Data entries
+===+
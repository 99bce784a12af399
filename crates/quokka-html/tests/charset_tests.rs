//! Integration tests for encoding detection and charset replays.

use std::rc::Rc;

use quokka_common::CollectingReporter;
use quokka_html::{HtmlScanner, InputSource, ScanEvent, ScannerConfig};

/// Result of scanning one byte document.
struct Scanned {
    events: Vec<ScanEvent>,
    encoding: String,
    keys: Vec<&'static str>,
}

impl Scanned {
    /// Concatenated character data.
    fn text(&self) -> String {
        self.events
            .iter()
            .filter_map(|event| match event {
                ScanEvent::Characters { text, .. } => Some(text.as_str()),
                _ => None,
            })
            .collect()
    }

    /// Element names of start, empty and end events.
    fn names(&self) -> Vec<&str> {
        self.events.iter().filter_map(ScanEvent::element_name).collect()
    }
}

/// Helper to scan `source` with error reporting on.
fn scan_source(config: ScannerConfig, source: InputSource) -> Scanned {
    let reporter = Rc::new(CollectingReporter::new());
    let config = ScannerConfig {
        report_errors: true,
        ..config
    };
    let mut scanner = HtmlScanner::with_reporter(config, reporter.clone());
    scanner.set_input_source(source).unwrap();
    let events = scanner.by_ref().collect::<Result<_, _>>().unwrap();
    Scanned {
        events,
        encoding: scanner.encoding().to_string(),
        keys: reporter.keys(),
    }
}

/// Helper to scan `bytes` whose default encoding is `default_encoding`.
fn scan_bytes(default_encoding: &str, bytes: &[u8]) -> Scanned {
    let config = ScannerConfig {
        default_encoding: default_encoding.to_string(),
        ..ScannerConfig::default()
    };
    scan_source(config, InputSource::from_bytes(bytes))
}

const LATIN1_PAGE: &[u8] = b"<html><head><meta http-equiv=\"Content-Type\" \
content=\"text/html; charset=ISO-8859-1\"></head><body>caf\xE9</body></html>";

// =============================================================================
// Byte order marks and defaults
// =============================================================================

#[test]
fn test_default_encoding_is_reported() {
    let scanned = scan_bytes("Windows-1252", b"<p>caf\xE9 \x93q\x94");
    assert_eq!(scanned.text(), "caf\u{e9} \u{201c}q\u{201d}");
    assert_eq!(scanned.keys, ["HTML1000"]);
}

#[test]
fn test_utf8_byte_order_mark() {
    let scanned = scan_bytes("Windows-1252", "\u{feff}<p>caf\u{e9}".as_bytes());
    assert_eq!(scanned.text(), "caf\u{e9}");
    assert_eq!(scanned.encoding, "UTF-8");
    assert!(scanned.keys.is_empty());
}

#[test]
fn test_utf16_byte_order_mark() {
    let mut bytes = vec![0xFF, 0xFE];
    for unit in "<p>hi</p>".encode_utf16() {
        bytes.extend_from_slice(&unit.to_le_bytes());
    }
    let scanned = scan_bytes("Windows-1252", &bytes);
    assert_eq!(scanned.names(), ["p", "p"]);
    assert_eq!(scanned.text(), "hi");
    assert_eq!(scanned.encoding, "UTF-16LE");
}

#[test]
fn test_declared_encoding_wins() {
    let source = InputSource::from_bytes(b"<p>\xB1".to_vec()).with_encoding("ISO-8859-2");
    let scanned = scan_source(ScannerConfig::default(), source);
    assert_eq!(scanned.text(), "\u{105}");
    assert_eq!(scanned.encoding, "ISO-8859-2");
    assert!(scanned.keys.is_empty());
}

#[test]
fn test_text_input_is_never_sniffed() {
    let reporter = Rc::new(CollectingReporter::new());
    let config = ScannerConfig {
        report_errors: true,
        ..ScannerConfig::default()
    };
    let mut scanner = HtmlScanner::with_reporter(config, reporter.clone());
    scanner
        .set_input_source(InputSource::from_text("<meta charset=\"UTF-16\">x"))
        .unwrap();
    let events: Vec<_> = scanner.by_ref().collect::<Result<_, _>>().unwrap();
    assert_eq!(events.len(), 4);
    assert!(reporter.keys().is_empty());
}

// =============================================================================
// Charset replays
// =============================================================================

#[test]
fn test_meta_charset_replays_the_head() {
    let scanned = scan_bytes("UTF-8", LATIN1_PAGE);
    assert_eq!(scanned.text(), "caf\u{e9}");
    assert_eq!(scanned.encoding, "ISO-8859-1");
    assert_eq!(
        scanned.names(),
        ["html", "head", "meta", "head", "body", "body", "html"]
    );
    let starts = scanned
        .events
        .iter()
        .filter(|event| matches!(event, ScanEvent::StartDocument { .. }))
        .count();
    assert_eq!(starts, 1);
}

#[test]
fn test_meta_charset_attribute() {
    let scanned = scan_bytes("UTF-8", b"<meta charset=\"windows-1252\"><p>\x80");
    assert_eq!(scanned.text(), "\u{20ac}");
    assert_eq!(scanned.encoding, "windows-1252");
    assert_eq!(scanned.names(), ["meta", "p"]);
}

#[test]
fn test_xml_declaration_replays_once() {
    let scanned = scan_bytes(
        "UTF-8",
        b"<?xml version=\"1.0\" encoding=\"ISO-8859-1\"?><p>caf\xE9",
    );
    assert_eq!(scanned.text(), "caf\u{e9}");
    let declarations = scanned
        .events
        .iter()
        .filter(|event| matches!(event, ScanEvent::XmlDecl { .. }))
        .count();
    assert_eq!(declarations, 1);
    assert_eq!(scanned.names(), ["p"]);
}

#[test]
fn test_same_charset_does_not_replay() {
    let scanned = scan_bytes("UTF-8", "<meta charset=\"utf-8\"><p>caf\u{e9}".as_bytes());
    assert_eq!(scanned.text(), "caf\u{e9}");
    assert_eq!(scanned.names(), ["meta", "p"]);
}

#[test]
fn test_ignore_specified_charset() {
    let config = ScannerConfig {
        default_encoding: "UTF-8".to_string(),
        ignore_specified_charset: true,
        ..ScannerConfig::default()
    };
    let scanned = scan_source(config, InputSource::from_bytes(LATIN1_PAGE));
    assert_eq!(scanned.text(), "caf\u{fffd}");
    assert_eq!(scanned.encoding, "UTF-8");
}

#[test]
fn test_meta_in_body_is_ignored() {
    let scanned = scan_bytes("UTF-8", b"<body><meta charset=\"ISO-8859-1\">caf\xE9");
    assert_eq!(scanned.text(), "caf\u{fffd}");
    assert_eq!(scanned.encoding, "UTF-8");
}

// =============================================================================
// Rejected charsets
// =============================================================================

#[test]
fn test_unknown_charset_is_reported() {
    let scanned = scan_bytes("UTF-8", b"<meta charset=\"x-bogus\"><p>ok");
    assert_eq!(scanned.text(), "ok");
    assert_eq!(scanned.encoding, "UTF-8");
    assert!(scanned.keys.contains(&"HTML1001"));
    assert!(scanned.keys.contains(&"HTML1010"));
}

#[test]
fn test_incompatible_charset_is_reported() {
    let scanned = scan_bytes("Windows-1252", b"<meta charset=\"UTF-16\"><p>ok");
    assert_eq!(scanned.text(), "ok");
    assert_eq!(scanned.encoding, "Windows-1252");
    assert!(scanned.keys.contains(&"HTML1015"));
}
+===+
**TASK DESCRIPTION**
Repeat every record exactly, so that nothing is lost or altered.

**TASK RESPONSE**
repository 99bce784a12af399
filename crates/quokka-html/tests/charset_tests.rs
//! Integration tests for encoding detection and charset replays.

use std::rc::Rc;

use quokka_common::CollectingReporter;
use quokka_html::{HtmlScanner, InputSource, ScanEvent, ScannerConfig};

/// Result of scanning one byte document.
struct Scanned {
    events: Vec<ScanEvent>,
    encoding: String,
    keys: Vec<&'static str>,
}

impl Scanned {
    /// Concatenated character data.
    fn text(&self) -> String {
        self.events
            .iter()
            .filter_map(|event| match event {
                ScanEvent::Characters { text, .. } => Some(text.as_str()),
                _ => None,
            })
            .collect()
    }

    /// Element names of start, empty and end events.
    fn names(&self) -> Vec<&str> {
        self.events.iter().filter_map(ScanEvent::element_name).collect()
    }
}

/// Helper to scan `source` with error reporting on.
fn scan_source(config: ScannerConfig, source: InputSource) -> Scanned {
    let reporter = Rc::new(CollectingReporter::new());
    let config = ScannerConfig {
        report_errors: true,
        ..config
    };
    let mut scanner = HtmlScanner::with_reporter(config, reporter.clone());
    scanner.set_input_source(source).unwrap();
    let events = scanner.by_ref().collect::<Result<_, _>>().unwrap();
    Scanned {
        events,
        encoding: scanner.encoding().to_string(),
        keys: reporter.keys(),
    }
}

/// Helper to scan `bytes` whose default encoding is `default_encoding`.
fn scan_bytes(default_encoding: &str, bytes: &[u8]) -> Scanned {
    let config = ScannerConfig {
        default_encoding: default_encoding.to_string(),
        ..ScannerConfig::default()
    };
    scan_source(config, InputSource::from_bytes(bytes))
}

const LATIN1_PAGE: &[u8] = b"<html><head><meta http-equiv=\"Content-Type\" \
content=\"text/html; charset=ISO-8859-1\"></head><body>caf\xE9</body></html>";

// =============================================================================
// Byte order marks and defaults
// =============================================================================

#[test]
fn test_default_encoding_is_reported() {
    let scanned = scan_bytes("Windows-1252", b"<p>caf\xE9 \x93q\x94");
    assert_eq!(scanned.text(), "caf\u{e9} \u{201c}q\u{201d}");
    assert_eq!(scanned.keys, ["HTML1000"]);
}

#[test]
fn test_utf8_byte_order_mark() {
    let scanned = scan_bytes("Windows-1252", "\u{feff}<p>caf\u{e9}".as_bytes());
    assert_eq!(scanned.text(), "caf\u{e9}");
    assert_eq!(scanned.encoding, "UTF-8");
    assert!(scanned.keys.is_empty());
}

#[test]
fn test_utf16_byte_order_mark() {
    let mut bytes = vec![0xFF, 0xFE];
    for unit in "<p>hi</p>".encode_utf16() {
        bytes.extend_from_slice(&unit.to_le_bytes());
    }
    let scanned = scan_bytes("Windows-1252", &bytes);
    assert_eq!(scanned.names(), ["p", "p"]);
    assert_eq!(scanned.text(), "hi");
    assert_eq!(scanned.encoding, "UTF-16LE");
}

#[test]
fn test_declared_encoding_wins() {
    let source = InputSource::from_bytes(b"<p>\xB1".to_vec()).with_encoding("ISO-8859-2");
    let scanned = scan_source(ScannerConfig::default(), source);
    assert_eq!(scanned.text(), "\u{105}");
    assert_eq!(scanned.encoding, "ISO-8859-2");
    assert!(scanned.keys.is_empty());
}

#[test]
fn test_text_input_is_never_sniffed() {
    let reporter = Rc::new(CollectingReporter::new());
    let config = ScannerConfig {
        report_errors: true,
        ..ScannerConfig::default()
    };
    let mut scanner = HtmlScanner::with_reporter(config, reporter.clone());
    scanner
        .set_input_source(InputSource::from_text("<meta charset=\"UTF-16\">x"))
        .unwrap();
    let events: Vec<_> = scanner.by_ref().collect::<Result<_, _>>().unwrap();
    assert_eq!(events.len(), 4);
    assert!(reporter.keys().is_empty());
}

// =============================================================================
// Charset replays
// =============================================================================

#[test]
fn test_meta_charset_replays_the_head() {
    let scanned = scan_bytes("UTF-8", LATIN1_PAGE);
    assert_eq!(scanned.text(), "caf\u{e9}");
    assert_eq!(scanned.encoding, "ISO-8859-1");
    assert_eq!(
        scanned.names(),
        ["html", "head", "meta", "head", "body", "body", "html"]
    );
    let starts = scanned
        .events
        .iter()
        .filter(|event| matches!(event, ScanEvent::StartDocument { .. }))
        .count();
    assert_eq!(starts, 1);
}

#[test]
fn test_meta_charset_attribute() {
    let scanned = scan_bytes("UTF-8", b"<meta charset=\"windows-1252\"><p>\x80");
    assert_eq!(scanned.text(), "\u{20ac}");
    assert_eq!(scanned.encoding, "windows-1252");
    assert_eq!(scanned.names(), ["meta", "p"]);
}

#[test]
fn test_xml_declaration_replays_once() {
    let scanned = scan_bytes(
        "UTF-8",
        b"<?xml version=\"1.0\" encoding=\"ISO-8859-1\"?><p>caf\xE9",
    );
    assert_eq!(scanned.text(), "caf\u{e9}");
    let declarations = scanned
        .events
        .iter()
        .filter(|event| matches!(event, ScanEvent::XmlDecl { .. }))
        .count();
    assert_eq!(declarations, 1);
    assert_eq!(scanned.names(), ["p"]);
}

#[test]
fn test_same_charset_does_not_replay() {
    let scanned = scan_bytes("UTF-8", "<meta charset=\"utf-8\"><p>caf\u{e9}".as_bytes());
    assert_eq!(scanned.text(), "caf\u{e9}");
    assert_eq!(scanned.names(), ["meta", "p"]);
}

#[test]
fn test_ignore_specified_charset() {
    let config = ScannerConfig {
        default_encoding: "UTF-8".to_string(),
        ignore_specified_charset: true,
        ..ScannerConfig::default()
    };
    let scanned = scan_source(config, InputSource::from_bytes(LATIN1_PAGE));
    assert_eq!(scanned.text(), "caf\u{fffd}");
    assert_eq!(scanned.encoding, "UTF-8");
}

#[test]
fn test_meta_in_body_is_ignored() {
    let scanned = scan_bytes("UTF-8", b"<body><meta charset=\"ISO-8859-1\">caf\xE9");
    assert_eq!(scanned.text(), "caf\u{fffd}");
    assert_eq!(scanned.encoding, "UTF-8");
}

// =============================================================================
// Rejected charsets
// =============================================================================

#[test]
fn test_unknown_charset_is_reported() {
    let scanned = scan_bytes("UTF-8", b"<meta charset=\"x-bogus\"><p>ok");
    assert_eq!(scanned.text(), "ok");
    assert_eq!(scanned.encoding, "UTF-8");
    assert!(scanned.keys.contains(&"HTML1001"));
    assert!(scanned.keys.contains(&"HTML1010"));
}

#[test]
fn test_incompatible_charset_is_reported() {
    let scanned = scan_bytes("Windows-1252", b"<meta charset=\"UTF-16\"><p>ok");
    assert_eq!(scanned.text(), "ok");
    assert_eq!(scanned.encoding, "Windows-1252");
    assert!(scanned.keys.contains(&"HTML1015"));
}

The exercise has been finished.